Because far from being horrified by his experience of slavery, I glamorized it.

I viewed his saga as a series of adventures, and dreamed of turning it into a film or novel. There was the time he was caught stealing food from a Russian commandant and somehow escaped a certain death sentence. Or the tale of the mine collapse, when he only survived because another P.O.W. glimpsed his boots sticking out from the rubble. Or his tearful, chance reunion with his remaining brother at a Haifa bus station.

As I entered my twenties, I grew to identify even more with my grandfather’s story. His wartime epic began when he was 21 and continued until he was almost 30. With each birthday, I think of where he was and what he endured at my age. Though it’s hard to admit, part of me wanted to have a life as interesting as his had been, as wild and exciting and redemptive.

Some of my naiveté was a product of my grandfather’s own reticence. He loved to tell stories about his experiences in the war, but he was usually careful to edit out any raw gruesomeness or horror. He vaguely told my father that he faced the angel of death constantly, surrounded by the dying and the dead, but all I heard were stories with happy endings.

As I sit at the Seder table this year, I will think again of my grandfather, who passed away 10 years ago. As I envision myself as a slave, I will remind myself of the unnamed miseries he endured in slavery.

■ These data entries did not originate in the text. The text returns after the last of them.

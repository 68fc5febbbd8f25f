//! Covenant state machine
//!
//! Scans a name's history left to right and labels covenant transitions.
//! The only carried state is the previous covenant and its claim height.

use crate::data_source::{Covenant, CovenantKind};
use crate::indexer::HistoryRecord;
use crate::state_machine::{ClassifiedEvent, LifecycleEvent};

/// Lazy iterator of lifecycle events over a history
#[derive(Debug, Clone)]
pub struct CovenantEvents<'a> {
    records: std::slice::Iter<'a, HistoryRecord>,
    last_covenant: Option<&'a Covenant>,
    last_claim_height: Option<u64>,
}

impl<'a> CovenantEvents<'a> {
    pub fn new(records: &'a [HistoryRecord]) -> Self {
        Self {
            records: records.iter(),
            last_covenant: None,
            last_claim_height: None,
        }
    }

    fn classify(&self, covenant: &Covenant) -> Option<LifecycleEvent> {
        let last_was_bid = self
            .last_covenant
            .is_some_and(|last| last.kind == CovenantKind::Bid);

        match covenant.kind {
            CovenantKind::Transfer if last_was_bid => Some(LifecycleEvent::Register),
            CovenantKind::Bid => match (self.last_claim_height, covenant.claim_height) {
                (None, Some(claim_height)) => Some(LifecycleEvent::Rollout { claim_height }),
                _ => Some(LifecycleEvent::Bid {
                    amount: covenant.total_burned,
                }),
            },
            CovenantKind::Transfer => Some(LifecycleEvent::Transfer),
            CovenantKind::Other(_) => None,
        }
    }
}

impl<'a> Iterator for CovenantEvents<'a> {
    type Item = ClassifiedEvent<'a>;

    fn next(&mut self) -> Option<Self::Item> {
        loop {
            let record = self.records.next()?;
            // Records without a covenant leave the carried state untouched
            let Some(covenant) = record.covenant() else {
                continue;
            };

            let event = self.classify(covenant);
            self.last_covenant = Some(covenant);
            self.last_claim_height = covenant.claim_height;

            if let Some(event) = event {
                return Some(ClassifiedEvent { event, record });
            }
        }
    }
}

/// Classify a history into lifecycle events
pub fn covenant_events(records: &[HistoryRecord]) -> CovenantEvents<'_> {
    CovenantEvents::new(records)
}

But I will also remember his years of freedom, which I’ve often overlooked because they had always seemed so much less exciting. After he was released from the gulag, his life, put on hold for a decade by war and servitude, could finally move forward. After a brief stay in Israel, he married my grandmother and moved to Indiana, where he raised my father and uncle. He opened a liquor store and worked for a decade as a janitor in a middle school. He lived out the rest of his years in a ranch home in a quiet suburb in the American heartland, where he had everything he needed: a family, a house, food, a Jewish community, and a vegetable garden that reminded him of his birthplace.

His life after the war wasn’t glamorous or death-defying, but he was free – and he was happy.

This year, I’ll celebrate a Seder with my family in another suburb in the American heartland. This Seder won’t make for an epic tale to tell my grandchildren; I won’t spend the holiday in a ditch along a battlefront, shivering and starving. But that’s okay. The experience of freedom isn’t always thrilling – but it makes possible the pursuit of happiness. As I envision myself leaving Egypt tonight, I’ll give thanks that I live a life unencumbered by war, that I am free.